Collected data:
------------------------------------
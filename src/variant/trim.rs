//! Allele canonicalization by trimming bases shared between the reference
//! and every alternate allele.

use crate::variant::record::{RecordError, VariantRecord};

/// Left/right trim amounts shared by all alternate alleles of a record.
///
/// Trimming `ltrim` bases from the left and `rtrim` from the right of the
/// reference allele, and the same amounts from every alternate, removes
/// only bases common to the reference and every alternate.
#[derive(Debug, Default, Clone, Copy, PartialEq, Eq)]
pub struct TrimResult {
    /// Bases to drop from the left of every allele.
    pub ltrim: usize,
    /// Bases to drop from the right of every allele.
    pub rtrim: usize,
}

/// Common prefix/suffix trim for a single ref/alt pair.
///
/// The right trim is bounded by this pair's own remaining lengths after its
/// own left trim, not by any record-level amount.
pub(crate) fn pair_trim(reference: &[u8], alternate: &[u8]) -> TrimResult {
    let mut ltrim = 0;
    let mut rlen = reference.len();
    let mut alen = alternate.len();

    while rlen > 0 && alen > 0 && reference[ltrim] == alternate[ltrim] {
        ltrim += 1;
        rlen -= 1;
        alen -= 1;
    }

    let mut rtrim = 0;
    while rlen > 0 && alen > 0 && reference[ltrim + rlen - 1] == alternate[ltrim + alen - 1] {
        rtrim += 1;
        rlen -= 1;
        alen -= 1;
    }

    TrimResult { ltrim, rtrim }
}

/// Compute the minimal trim applicable uniformly across all alternates.
///
/// Each side is the minimum of the per-allele trims, computed independently
/// per allele: the binding constraint is the allele offering the least trim
/// potential on that side. A record without alternates cannot be
/// canonicalized and is rejected.
pub fn trim_alleles(record: &VariantRecord) -> Result<TrimResult, RecordError> {
    let reference = record.ref_allele();
    let mut alternates = record.alternates().iter();

    let first = alternates.next().ok_or_else(|| RecordError::NoAlternates {
        chrom: record.chrom.clone(),
        pos: record.pos + 1,
    })?;

    let mut trim = pair_trim(reference, first);
    for alternate in alternates {
        let t = pair_trim(reference, alternate);
        trim.ltrim = trim.ltrim.min(t.ltrim);
        trim.rtrim = trim.rtrim.min(t.rtrim);
    }

    Ok(trim)
}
------------------------------------
Exercise details:
Look for the line with "pub fn trim_alleles(record: &VariantRecord)" in the records above. Repeat it and each line after it exactly.

Exercise response:
pub fn trim_alleles(record: &VariantRecord) -> Result<TrimResult, RecordError> {
    let reference = record.ref_allele();
    let mut alternates = record.alternates().iter();

    let first = alternates.next().ok_or_else(|| RecordError::NoAlternates {
        chrom: record.chrom.clone(),
        pos: record.pos + 1,
    })?;

    let mut trim = pair_trim(reference, first);
    for alternate in alternates {
        let t = pair_trim(reference, alternate);
        trim.ltrim = trim.ltrim.min(t.ltrim);
        trim.rtrim = trim.rtrim.min(t.rtrim);
    }

    Ok(trim)
}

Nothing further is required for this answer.